Sob a égide da ditadura buscou-se legitimar o regime lançando mão de uma outra modalidade de poder político que não orientada apenas pela força bruta, em que os porões se apresentam como a face mais covarde. Ao suscitar a participação, o governo recorria à outra estratégia de legitimação. O poder que se materializou outrora no emprego da força, encontrou agora, no campo do simbólico, um privilegiado lugar de aparição e justificação.

O apelo ao sacrifício é uma constante na fala dos militares. O "Brasil Grande" só se viabilizaria diante muito sacrifício e participação da população. De acordo com o Filósofo Renato Janine Ribeiro, "Nossa história é gelada. Não inspira a ação(...). Jamais ajustamos contas com a escravidão, com a colônia, com a iniqüidade. Talvez por isso, vivemos a ilusão do eterno recomeço" (RIBEIRO, 2002, p.97).

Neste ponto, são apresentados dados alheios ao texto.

//! Grounded answer generation from retrieved matches.

use std::sync::Arc;
use std::time::Duration;

use tracing::{debug, error};

use crate::chat::{ChatMessage, ChatModel};
use crate::document::RetrievedMatch;
use crate::error::{RagError, Result, bounded};

/// Standing instruction sent with every question.
pub const SYSTEM_PROMPT: &str = "You are a technical documentation assistant. \
Explain technical concepts clearly and accurately, include code examples when they help, \
and make complex topics approachable. Your answer will be read aloud, so write in natural \
conversational prose without bullet points, numbered lists, tables or markdown. \
Mention the source documents when it helps the listener.";

const DELIVERY_INSTRUCTION: &str = "Please give a complete answer that works well when spoken \
aloud, using only the documentation above. Include practical examples and explain technical \
concepts clearly.";

/// Asks a [`ChatModel`] to answer a question from retrieved context.
#[derive(Clone)]
pub struct AnswerComposer {
    model: Arc<dyn ChatModel>,
    timeout: Duration,
}

impl AnswerComposer {
    pub fn new(model: Arc<dyn ChatModel>) -> Self {
        Self { model, timeout: Duration::from_secs(60) }
    }

    pub fn with_timeout(mut self, timeout: Duration) -> Self {
        self.timeout = timeout;
        self
    }

    /// Render the user prompt: numbered, attributed context blocks followed
    /// by the question.
    ///
    /// ```
    /// use vox_rag::{AnswerComposer, RetrievedMatch};
    ///
    /// let matches = vec![RetrievedMatch {
    ///     content: "Paris is the capital of France.".into(),
    ///     source: "france.txt".into(),
    ///     page: 1,
    ///     score: 0.9,
    /// }];
    /// let prompt = AnswerComposer::build_prompt("What is the capital?", &matches);
    /// assert!(prompt.contains("Source 1: france.txt (Page 1)\nParis is the capital of France."));
    /// ```
    pub fn build_prompt(question: &str, matches: &[RetrievedMatch]) -> String {
        let context = matches
            .iter()
            .enumerate()
            .map(|(i, m)| {
                let mut header = format!("Source {}: {}", i + 1, m.source);
                if m.page != 0 {
                    header.push_str(&format!(" (Page {})", m.page));
                }
                format!("{header}\n{}", m.content)
            })
            .collect::<Vec<_>>()
            .join("\n\n");

        format!(
            "Based on the following technical documentation:\n\n{context}\n\nQuestion: {question}\n\n{DELIVERY_INSTRUCTION}"
        )
    }

    /// Produce a spoken-style answer to `question` grounded in `matches`.
    ///
    /// Sends exactly one request and returns the reply with surrounding
    /// whitespace removed.
    ///
    /// # Errors
    ///
    /// - [`RagError::NoResults`] if `matches` is empty; nothing is sent.
    /// - [`RagError::AnswerGeneration`] if the request fails, times out, or
    ///   the reply is empty.
    pub async fn compose(&self, question: &str, matches: &[RetrievedMatch]) -> Result<String> {
        if matches.is_empty() {
            return Err(RagError::NoResults("no context to answer from".to_string()));
        }

        let messages =
            [ChatMessage::system(SYSTEM_PROMPT), ChatMessage::user(Self::build_prompt(question, matches))];
        debug!(model = self.model.name(), context_blocks = matches.len(), "composing answer");

        let model_name = self.model.name().to_string();
        let reply = bounded(self.timeout, self.model.complete(&messages), |limit| {
            RagError::AnswerGeneration {
                model: model_name.clone(),
                message: format!("timed out after {limit:?}"),
            }
        })
        .await
        .map_err(|e| match e {
            e @ RagError::AnswerGeneration { .. } => e,
            other => RagError::AnswerGeneration { model: model_name.clone(), message: other.to_string() },
        })
        .inspect_err(|e| error!(error = %e, "answer generation failed"))?;

        let answer = reply.trim();
        if answer.is_empty() {
            error!(model = %model_name, "model returned an empty answer");
            return Err(RagError::AnswerGeneration {
                model: model_name,
                message: "model returned an empty answer".to_string(),
            });
        }
        Ok(answer.to_string())
    }
}

#[cfg(test)]
mod tests {
    use std::sync::Mutex;

    use async_trait::async_trait;

    use super::*;

    struct ScriptedModel {
        reply: Result<String>,
        seen: Mutex<Vec<Vec<ChatMessage>>>,
    }

    impl ScriptedModel {
        fn replying(text: &str) -> Self {
            Self { reply: Ok(text.to_string()), seen: Mutex::new(Vec::new()) }
        }
    }

    #[async_trait]
    impl ChatModel for ScriptedModel {
        async fn complete(&self, messages: &[ChatMessage]) -> Result<String> {
            self.seen.lock().unwrap().push(messages.to_vec());
            match &self.reply {
                Ok(text) => Ok(text.clone()),
                Err(e) => Err(RagError::Config(e.to_string())),
            }
        }

        fn name(&self) -> &str {
            "scripted"
        }
    }

    fn hit(source: &str, page: u32, content: &str) -> RetrievedMatch {
        RetrievedMatch { content: content.into(), source: source.into(), page, score: 0.8 }
    }

    #[test]
    fn prompt_numbers_sources_and_omits_page_zero() {
        let prompt = AnswerComposer::build_prompt(
            "How do I install it?",
            &[hit("guide.pdf", 3, "Run the installer."), hit("notes.md", 0, "Use cargo.")],
        );
        assert!(prompt.contains("Source 1: guide.pdf (Page 3)\nRun the installer.\n\nSource 2: notes.md\nUse cargo."));
        assert!(prompt.contains("Question: How do I install it?"));
        assert!(!prompt.contains("Page 0"));
    }

    #[tokio::test]
    async fn sends_one_request_and_trims_reply() {
        let model = Arc::new(ScriptedModel::replying("  The capital of France is Paris.\n"));
        let composer = AnswerComposer::new(model.clone());

        let answer = composer.compose("capital?", &[hit("france.txt", 1, "Paris")]).await.unwrap();

        assert_eq!(answer, "The capital of France is Paris.");
        let seen = model.seen.lock().unwrap();
        assert_eq!(seen.len(), 1);
        assert_eq!(seen[0][0].content, SYSTEM_PROMPT);
    }

    #[tokio::test]
    async fn empty_matches_send_nothing() {
        let model = Arc::new(ScriptedModel::replying("unused"));
        let composer = AnswerComposer::new(model.clone());

        let err = composer.compose("capital?", &[]).await.unwrap_err();
        assert!(matches!(err, RagError::NoResults(_)));
        assert!(model.seen.lock().unwrap().is_empty());
    }

    #[tokio::test]
    async fn blank_reply_is_an_error() {
        let composer = AnswerComposer::new(Arc::new(ScriptedModel::replying("   ")));
        let err = composer.compose("q", &[hit("a", 0, "b")]).await.unwrap_err();
        assert!(matches!(err, RagError::AnswerGeneration { .. }));
    }

    #[tokio::test]
    async fn foreign_errors_become_answer_errors() {
        let model = ScriptedModel {
            reply: Err(RagError::Config("socket closed".into())),
            seen: Mutex::new(Vec::new()),
        };
        let composer = AnswerComposer::new(Arc::new(model));
        let err = composer.compose("q", &[hit("a", 0, "b")]).await.unwrap_err();
        assert!(matches!(err, RagError::AnswerGeneration { ref message, .. } if message.contains("socket closed")));
    }
}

No caso da ditadura militar, mais que se furtar ao confronto com os problemas mais amargos de nossa história, a ilusão de um eterno recomeço se expressou como uma prática política efetiva que buscava, ao proclamar o rompimento com o passado por meio da "Revolução de março", marcar um passo rumo a um futuro grandioso e inexorável suscitando a ação e adesão do brasileiro ao regime.

Finalizamos entendendo que a construção desse futuro transformou-se em um elemento de sedução, legitimação e justificação do poder. Seus primeiros marcos já estavam sendo lançados. Assim, foi com a Transamazônica, como procuramos discorrer em nosso trabalho.

 

 

Referências Bibliográficas

BACZKO, Bronislaw. Imaginação social. Enciclopédia Einaudi. Lisboa: Imprensa Nacional/Casa da Moeda, 1985. vol. 5.

FICO, Carlos. Reinventando o Otimismo: ditadura, propaganda e imaginário social no Brasil. . Rio de Janeiro: Editora Fundação Getúlio Vargas,1997.

RIBEIRO, Renato Janine. A Sociedade contra o social: o alto custo da vida pública no Brasil. São Paulo: Companhia das Letras, 2002.